家族をステレオタイプ化しない描き方とは?

 例えば、4月に出した『あきらがあけてあげるから』(PHP研究所)に登場するお母さんは、エプロンをつけて忙しそうに家事をしています。一方、お父さんは本を読んでいて、あきらが話しかけるとニコニコしています。エプロン姿のお母さんを描くことを通して、「お母さんは家事をしろ」と言いたいわけじゃありません。でも、「お父さんがもっと家事をするべきだ」という意見もあるでしょう。

 今の時代、家事を中心的に担う人がお母さんである家庭ばかりじゃありません。お父さんの場合もあるし、おばあちゃんやおじいちゃんが引き受けている家もある。そもそも両親がそろっているということが当たり前ではなく、それぞれの家庭にはバラバラの事情があります。全員を納得させる表現はなくて、そこをどうバランスを取って表現していくかが難しい

 子どもを描くときも同じです。例えば昔のマンガなら、「ガリ勉キャラ」であれば、メガネをかけさせればよかったけれど、それも一方的なイメージですよね。昔の表現方法を持ってくるわけにはいかないんです。安易な表現をするのは悔しいしね。

 かといって、誰も見たことのない表現をすると、伝わらないものになってしまう。絵本である限り、この子はおとなしい子なんだなとか、気が強い子なんだなということは、見て分かるように描かなくちゃいけなくて、そのバランスが難しいなと感じています。

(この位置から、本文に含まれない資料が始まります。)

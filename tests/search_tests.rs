//! Autoplay search behaviour through the public API

use auto_2048::engine::{apply_move, legal_moves};
use auto_2048::eval::evaluate;
use auto_2048::rules::is_game_over;
use auto_2048::search::{best_auto_move, search, Searcher};
use auto_2048::spawner::{new_game, seeded_rng, spawn_tile};
use auto_2048::types::{Board, Direction};

/// Plain minimax over the same plies, with no window and no cutoffs
fn minimax(board: &Board, depth: u8, maximizing: bool) -> f64 {
    if depth == 0 || is_game_over(board) {
        return evaluate(board);
    }
    if maximizing {
        let children: Vec<Board> = legal_moves(board)
            .into_iter()
            .map(|dir| apply_move(board, dir).board)
            .collect();
        if children.is_empty() {
            return evaluate(board);
        }
        children
            .iter()
            .map(|child| minimax(child, depth - 1, false))
            .fold(f64::NEG_INFINITY, f64::max)
    } else {
        let empty = board.empty_cells();
        if empty.is_empty() {
            return evaluate(board);
        }
        let mut value = f64::INFINITY;
        for coord in empty {
            for &tile in [2u32, 4].iter() {
                value = value.min(minimax(&board.with_tile(coord, tile), depth - 1, true));
            }
        }
        value
    }
}

/// Root choice under plain minimax: first strictly higher score wins
fn minimax_root(board: &Board, depth: u8) -> (Option<Direction>, f64) {
    let mut best = (None, f64::NEG_INFINITY);
    for &dir in Direction::all().iter() {
        let outcome = apply_move(board, dir);
        if !outcome.moved {
            continue;
        }
        let score = minimax(&outcome.board, depth - 1, false);
        if score > best.1 {
            best = (Some(dir), score);
        }
    }
    if best.0.is_none() {
        best.1 = evaluate(board);
    }
    best
}

/// Positions reached by cycling productive moves from seeded starts
fn played_positions() -> Vec<Board> {
    let mut boards = Vec::new();
    for seed in 0..6u64 {
        let mut rng = seeded_rng(seed);
        let mut board = new_game(&mut rng);
        for step in 0..40usize {
            if step % 8 == 0 {
                boards.push(board);
            }
            let moves = legal_moves(&board);
            if moves.is_empty() {
                break;
            }
            let dir = moves[step % moves.len()];
            board = spawn_tile(&apply_move(&board, dir).board, &mut rng);
        }
    }
    boards
}

#[test]
fn test_best_auto_move_never_returns_unproductive_direction() {
    for seed in 0..10u64 {
        let mut rng = seeded_rng(seed);
        let mut board = new_game(&mut rng);
        for _ in 0..25 {
            let dir = match best_auto_move(&board, 2) {
                Some(dir) => dir,
                None => {
                    assert!(legal_moves(&board).is_empty());
                    break;
                }
            };
            let outcome = apply_move(&board, dir);
            assert!(outcome.moved, "search picked a no-op {:?} on\n{}", dir, board);
            board = spawn_tile(&outcome.board, &mut rng);
        }
    }
}

#[test]
fn test_only_productive_direction_is_chosen() {
    // Left, Up and Down leave this board unchanged
    let board = Board {
        cells: [[2, 4, 2, 4], [4, 2, 4, 2], [2, 4, 2, 4], [4, 2, 4, 0]],
    };
    assert_eq!(legal_moves(&board), vec![Direction::Right, Direction::Down]);
    let best = best_auto_move(&board, 3).expect("a move exists");
    assert!(best == Direction::Right || best == Direction::Down);
}

#[test]
fn test_empty_board_has_no_move() {
    assert_eq!(best_auto_move(&Board::EMPTY, 3), None);
    assert_eq!(search(&Board::EMPTY, 3, f64::NEG_INFINITY, f64::INFINITY, true), 0.0);
}

#[test]
fn test_full_board_spawn_ply_falls_back_to_evaluation() {
    let full = Board {
        cells: [[2, 2, 4, 8], [16, 32, 64, 128], [2, 4, 8, 16], [32, 64, 128, 256]],
    };
    assert_eq!(search(&full, 2, f64::NEG_INFINITY, f64::INFINITY, false), 8.0);
}

#[test]
fn test_same_board_same_answer_across_searchers() {
    let mut rng = seeded_rng(2024);
    let mut board = new_game(&mut rng);
    for _ in 0..8 {
        let dir = legal_moves(&board)[0];
        board = spawn_tile(&apply_move(&board, dir).board, &mut rng);
    }

    let mut a = Searcher::new(3);
    let mut b = Searcher::new(3);
    let ra = a.search_root(&board);
    let rb = b.search_root(&board);
    assert_eq!(ra.best_move, rb.best_move);
    assert_eq!(ra.score, rb.score);
    assert_eq!(a.last_stats().nodes, b.last_stats().nodes);
}

#[test]
fn test_deeper_search_visits_more_nodes() {
    let board = Board {
        cells: [[2, 0, 0, 2], [0, 4, 0, 0], [0, 0, 0, 0], [8, 0, 0, 0]],
    };
    let shallow = Searcher::new(1).search_root(&board).stats.nodes;
    let deep = Searcher::new(3).search_root(&board).stats.nodes;
    assert!(deep > shallow);
}

#[test]
fn test_pruned_search_matches_plain_minimax() {
    let boards = played_positions();
    assert!(boards.len() >= 20);

    for board in boards {
        let mut searcher = Searcher::new(3);
        let result = searcher.search_root(&board);
        let (expected_move, expected_score) = minimax_root(&board, 3);

        assert_eq!(result.best_move, expected_move, "move differs on\n{}", board);
        assert_eq!(result.score, expected_score, "score differs on\n{}", board);
        assert_eq!(
            search(&board, 3, f64::NEG_INFINITY, f64::INFINITY, true),
            minimax(&board, 3, true),
            "value differs on\n{}",
            board
        );
    }
}

#[test]
fn test_pruning_skips_nodes_without_changing_the_answer() {
    let board = Board {
        cells: [[2, 0, 0, 2], [0, 4, 0, 0], [0, 0, 0, 0], [8, 0, 0, 0]],
    };
    let mut searcher = Searcher::new(3);
    let result = searcher.search_root(&board);
    assert!(searcher.last_stats().cutoffs > 0);
    assert_eq!((result.best_move, result.score), minimax_root(&board, 3));
}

 多様化の中でみんなが揺れているという話に戻りますが、そもそも正解やマニュアルがない今の時代、親が確固たる方針のもとに一貫した子育てをしようとしても、難しいと思います。その子なりの成長に合わせて、やり方を変えながら、その時その時を乗り切っていくしかない。当然ながら親はブレ続けることになります。